Oh NHS, thou art sickBMJ 2002; 324 doi: https://doi.org/10.1136/bmj.324.7330.127 (Published 19 January 2002) Cite this as: BMJ 2002;324:127
The NHS's main problem may be overpoliticisation
- Richard Smith, editor
Papers p 135
It seems to be universally agreed that the NHS is sick. It is plagued by delay, low quality care, and poor outcomes.1 The chancellor of the exchequer has called for a great debate on the service,2 which must include exploring the causes of the sickness and possible treatments. Ideally the debate will be informed by evidence, and the BMJ today publishes a study that is an important contribution (p 135).3 It is a broad brush comparison between the NHS and Kaiser Permanente, a health maintenance organisation that cares for some 6.1 million Californians. The study finds that the two systems have similar resources but that Kaiser performs substantially better.
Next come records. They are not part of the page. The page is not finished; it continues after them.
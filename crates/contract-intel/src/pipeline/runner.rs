use std::panic::{self, AssertUnwindSafe};
use std::sync::Arc;

use chrono::Utc;
use tracing::{debug, error, info, info_span, warn};

use crate::assessment::{self, GapAnalyzer};
use crate::broadcast::JobStage;
use crate::config::Config;
use crate::enhance::{HttpClassifier, NoopClassifier, SemanticEnhancer, TextClassifier};
use crate::error::{ConfigError, TransitionError};
use crate::extract::{panic_message, FieldExtractor};
use crate::model::{AssessmentRecord, ExtractedData, Gap, ScoreResult};
use crate::processor::{PdfTextExtractor, PlainText, TextExtractor};
use crate::storage::DocumentStore;
use crate::store::JobStore;
use crate::worker::job::{Job, JobOutcome, JobStatus};

use super::context::PipelineContext;
use super::error::{PipelineError, PipelineWarning};
use super::progress::{ProgressEvent, ProgressReporter};

/// Job progress recorded after each stage.
pub mod checkpoints {
    pub const TEXT_EXTRACTED: u8 = 20;
    pub const FIELDS_EXTRACTED: u8 = 50;
    pub const ENHANCED: u8 = 70;
    pub const SCORED: u8 = 90;
    pub const PERSISTED: u8 = 100;
}

/// Runs one job from `pending` to a terminal state: text extraction, field
/// extraction, semantic enhancement, scoring, gap analysis and persistence.
pub struct Pipeline {
    text_extractor: Arc<dyn TextExtractor>,
    field_extractor: FieldExtractor,
    enhancer: SemanticEnhancer,
    gap_analyzer: GapAnalyzer,
    documents: Arc<dyn DocumentStore>,
    store: Arc<dyn JobStore>,
}

impl Pipeline {
    /// PDF extraction, the built-in extractor registry, default gap threshold
    /// and no classifier.
    pub fn new(documents: Arc<dyn DocumentStore>, store: Arc<dyn JobStore>) -> Self {
        Self {
            text_extractor: Arc::new(PdfTextExtractor::new()),
            field_extractor: FieldExtractor::new(),
            enhancer: SemanticEnhancer::new(Arc::new(NoopClassifier)),
            gap_analyzer: GapAnalyzer::default(),
            documents,
            store,
        }
    }

    /// Production constructor. Wires the HTTP classifier when the enhancer
    /// is enabled.
    pub fn from_config(
        config: &Config,
        documents: Arc<dyn DocumentStore>,
        store: Arc<dyn JobStore>,
    ) -> Result<Self, ConfigError> {
        let settings = &config.enhancer;
        let classifier: Arc<dyn TextClassifier> = match (&settings.endpoint, settings.enabled) {
            (Some(endpoint), true) => {
                let classifier = HttpClassifier::new(endpoint.clone(), settings.api_key()?)
                    .map_err(|e| ConfigError::Validation {
                        message: format!("Cannot build classifier client: {}", e),
                    })?;
                Arc::new(classifier)
            }
            _ => Arc::new(NoopClassifier),
        };

        let enhancer = SemanticEnhancer::new(classifier)
            .with_timeout(settings.timeout())
            .with_snippet_chars(settings.snippet_chars);

        Ok(Self::new(documents, store)
            .with_enhancer(enhancer)
            .with_gap_analyzer(GapAnalyzer::new(config.assessment.min_confidence)))
    }

    pub fn with_text_extractor(mut self, text_extractor: Arc<dyn TextExtractor>) -> Self {
        self.text_extractor = text_extractor;
        self
    }

    pub fn with_field_extractor(mut self, field_extractor: FieldExtractor) -> Self {
        self.field_extractor = field_extractor;
        self
    }

    pub fn with_enhancer(mut self, enhancer: SemanticEnhancer) -> Self {
        self.enhancer = enhancer;
        self
    }

    pub fn with_gap_analyzer(mut self, gap_analyzer: GapAnalyzer) -> Self {
        self.gap_analyzer = gap_analyzer;
        self
    }

    pub fn store(&self) -> &Arc<dyn JobStore> {
        &self.store
    }

    pub fn documents(&self) -> &Arc<dyn DocumentStore> {
        &self.documents
    }

    /// Run the full pipeline for a single pending job.
    ///
    /// Never panics on bad input and never leaves the job `processing`:
    /// the outcome is `completed` with the record persisted, or `failed`
    /// with a reason. A job that is not pending is returned untouched.
    pub fn run(&self, job: Job, progress: &dyn ProgressReporter) -> (JobOutcome, PipelineContext) {
        let _pipeline_span = info_span!("pipeline",
            job_id = %job.id,
            filename = job.filename.as_deref().unwrap_or("unknown"),
        )
        .entered();

        let mut ctx = PipelineContext::new(job);

        if ctx.job.status != JobStatus::Pending {
            let rejection = TransitionError::NotPending {
                job_id: ctx.job.id.clone(),
                status: ctx.job.status,
            };
            warn!("{}", rejection);
            return (JobOutcome::rejected(&ctx.job.id, rejection.to_string()), ctx);
        }

        // A panicking stage fails the job like any other fault.
        let result = panic::catch_unwind(AssertUnwindSafe(|| self.execute(&mut ctx, progress)))
            .unwrap_or_else(|payload| {
                Err(PipelineError::Panicked(panic_message(payload.as_ref())))
            });

        match result {
            Ok(()) => {
                let overall = ctx.job.overall_score.unwrap_or(0);
                info!(
                    score = overall,
                    gaps = ctx.gaps.len(),
                    warnings = ctx.warnings.len(),
                    "Assessment completed"
                );
                progress.report(ProgressEvent::Completed {
                    overall_score: overall,
                    gap_count: ctx.gaps.len(),
                });
            }
            Err(e) => self.fail(&mut ctx, &e, progress),
        }

        (JobOutcome::from_job(&ctx.job), ctx)
    }

    fn execute(
        &self,
        ctx: &mut PipelineContext,
        progress: &dyn ProgressReporter,
    ) -> Result<(), PipelineError> {
        // Step 0: Claim
        ctx.job.begin()?;
        self.store.update(&ctx.job)?;
        progress.report(ProgressEvent::Stage {
            stage: JobStage::ExtractingText,
            progress: 0,
            message: "Extracting text...".to_string(),
        });

        // Step 1: Extract text
        let plain = {
            let _step = info_span!("extract_text").entered();
            self.step_extract_text(&ctx.job)?
        };
        ctx.plain_text = Some(plain.clone());
        self.checkpoint(
            ctx,
            progress,
            JobStage::ExtractingText,
            checkpoints::TEXT_EXTRACTED,
            format!("Extracted text from {} page(s)", plain.page_count()),
        )?;

        // Step 2: Extract fields
        let extracted = {
            let _step = info_span!("extract_fields").entered();
            self.field_extractor.extract_fields(&plain.text)
        };
        ctx.extracted = Some(extracted.clone());
        self.checkpoint(
            ctx,
            progress,
            JobStage::ExtractingFields,
            checkpoints::FIELDS_EXTRACTED,
            "Fields extracted".to_string(),
        )?;

        // Step 3: Enhance
        let extracted = {
            let _step = info_span!("enhance").entered();
            self.step_enhance(ctx, &plain.text, extracted)
        };
        self.checkpoint(
            ctx,
            progress,
            JobStage::Enhancing,
            checkpoints::ENHANCED,
            "Enhancement attempted".to_string(),
        )?;

        // Step 4: Score
        let score = {
            let _step = info_span!("score").entered();
            assessment::score(&extracted)
        };
        ctx.score = Some(score.clone());
        self.checkpoint(
            ctx,
            progress,
            JobStage::Scoring,
            checkpoints::SCORED,
            format!("Scored {}/100", score.overall),
        )?;

        // Step 5: Gaps
        let gaps = {
            let _step = info_span!("analyze_gaps").entered();
            self.gap_analyzer.analyze(&extracted)
        };
        ctx.gaps = gaps.clone();

        // Step 6: Persist record and completed job together
        {
            let _step = info_span!("persist").entered();
            self.step_persist(ctx, extracted, score, gaps)?;
        }

        Ok(())
    }

    fn step_extract_text(&self, job: &Job) -> Result<PlainText, PipelineError> {
        let bytes = self.documents.fetch(&job.document_id)?;
        let plain = self.text_extractor.extract(&bytes)?;
        debug!(pages = plain.page_count(), chars = plain.text.len(), "Text extracted");
        Ok(plain)
    }

    fn step_enhance(&self, ctx: &mut PipelineContext, text: &str, data: ExtractedData) -> ExtractedData {
        let (enhanced, fault) = self.enhancer.enhance(text, &data);
        if let Some(e) = fault {
            ctx.warnings.push(PipelineWarning::Enhancement(e));
        }
        ctx.extracted = Some(enhanced.clone());
        enhanced
    }

    fn step_persist(
        &self,
        ctx: &mut PipelineContext,
        extracted: ExtractedData,
        score: ScoreResult,
        gaps: Vec<Gap>,
    ) -> Result<(), PipelineError> {
        let mut completed = ctx.job.clone();
        completed.complete(score.overall)?;

        let record = AssessmentRecord {
            job_id: completed.id.clone(),
            extracted_data: extracted,
            score,
            gaps,
            warnings: ctx.warnings.iter().map(ToString::to_string).collect(),
            processed_at: Utc::now(),
        };

        self.store.complete(&completed, &record)?;
        ctx.job = completed;
        Ok(())
    }

    fn checkpoint(
        &self,
        ctx: &mut PipelineContext,
        progress: &dyn ProgressReporter,
        stage: JobStage,
        value: u8,
        message: String,
    ) -> Result<(), PipelineError> {
        ctx.job.advance(value)?;
        self.store.update(&ctx.job)?;
        progress.report(ProgressEvent::Stage {
            stage,
            progress: value,
            message,
        });
        Ok(())
    }

    fn fail(&self, ctx: &mut PipelineContext, e: &PipelineError, progress: &dyn ProgressReporter) {
        let reason = e.to_string();
        warn!(error = %reason, "Assessment failed");

        if let Err(transition) = ctx.job.fail(reason.clone()) {
            error!("Cannot mark job failed: {}", transition);
            return;
        }
        if let Err(store_err) = self.store.update(&ctx.job) {
            error!("Failed to persist failed job state: {}", store_err);
        }

        progress.report(ProgressEvent::Failed {
            progress: ctx.job.progress,
            error: reason,
        });
    }
}
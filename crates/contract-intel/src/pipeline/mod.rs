pub mod context;
pub mod error;
pub mod progress;
pub mod runner;

pub use context::PipelineContext;
pub use error::{PipelineError, PipelineWarning};
pub use progress::{BroadcastProgress, NoopProgress, ProgressEvent, ProgressReporter};
pub use runner::{checkpoints, Pipeline};
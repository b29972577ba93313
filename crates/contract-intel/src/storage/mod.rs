//! Raw document bytes, addressed by an opaque [`DocumentId`].

use std::fmt;

use serde::{Deserialize, Serialize};

use crate::error::DocumentStoreError;

pub mod filesystem;
pub mod memory;

pub use filesystem::FilesystemDocumentStore;
pub use memory::MemoryDocumentStore;

#[derive(Debug, Clone, PartialEq, Eq, Hash, PartialOrd, Ord, Serialize, Deserialize)]
#[serde(transparent)]
pub struct DocumentId(String);

impl DocumentId {
    pub fn generate() -> Self {
        Self(uuid::Uuid::new_v4().to_string())
    }

    pub fn as_str(&self) -> &str {
        &self.0
    }
}

impl fmt::Display for DocumentId {
    fn fmt(&self, f: &mut fmt::Formatter<'_>) -> fmt::Result {
        f.write_str(&self.0)
    }
}

impl From<String> for DocumentId {
    fn from(s: String) -> Self {
        Self(s)
    }
}

impl From<&str> for DocumentId {
    fn from(s: &str) -> Self {
        Self(s.to_string())
    }
}

/// Write-once blob storage for submitted documents.
pub trait DocumentStore: Send + Sync {
    fn put(&self, bytes: &[u8]) -> Result<DocumentId, DocumentStoreError>;

    /// Returns [`DocumentStoreError::NotFound`] when nothing is stored
    /// under `id`.
    fn fetch(&self, id: &DocumentId) -> Result<Vec<u8>, DocumentStoreError>;
}
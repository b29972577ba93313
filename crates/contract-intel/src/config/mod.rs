pub mod loader;
pub mod schema;

pub use loader::{load_config, load_config_from_str, validate_config};
pub use schema::{
    AssessmentConfig, Config, EnhancerConfig, IntakeConfig, LoggingConfig, StorageConfig,
    WorkersConfig, CONFIG_VERSION,
};
//! Cleanup applied to raw page text before field extraction.

/// Normalizes one page: typographic punctuation is folded to ASCII, other
/// non-ASCII glyphs are dropped (currency symbols excepted), whitespace runs
/// inside a line collapse to one space and blank lines are removed.
pub fn normalize_page_text(raw: &str) -> String {
    raw.lines()
        .map(normalize_line)
        .filter(|line| !line.is_empty())
        .collect::<Vec<_>>()
        .join("\n")
}

fn normalize_line(line: &str) -> String {
    let folded: String = line.chars().filter_map(fold_char).collect();
    folded.split_whitespace().collect::<Vec<_>>().join(" ")
}

fn fold_char(c: char) -> Option<char> {
    match c {
        '\u{2018}' | '\u{2019}' | '\u{201B}' => Some('\''),
        '\u{201C}' | '\u{201D}' | '\u{201F}' => Some('"'),
        '\u{2010}'..='\u{2015}' => Some('-'),
        '\u{00A0}' | '\u{2007}' | '\u{202F}' => Some(' '),
        '\u{2022}' => Some('-'),
        '\u{20AC}' | '\u{00A3}' | '\u{00A5}' => Some(c),
        '\t' => Some(' '),
        c if c.is_ascii_graphic() || c == ' ' => Some(c),
        _ => None,
    }
}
In particular, patients from Kaiser have faster access to both primary and secondary care doctors. In other words, the widely held idea that the NHS—albeit cheap—is remarkably efficient may be wrong.
Comparisons between systems are always difficult, and readers will rightly be sceptical, not least because they challenge a belief that is widely and deeply held in Britain. Our reviewers and editorial team started from that position but concluded that the results could not be explained by artefacts in the study or differences …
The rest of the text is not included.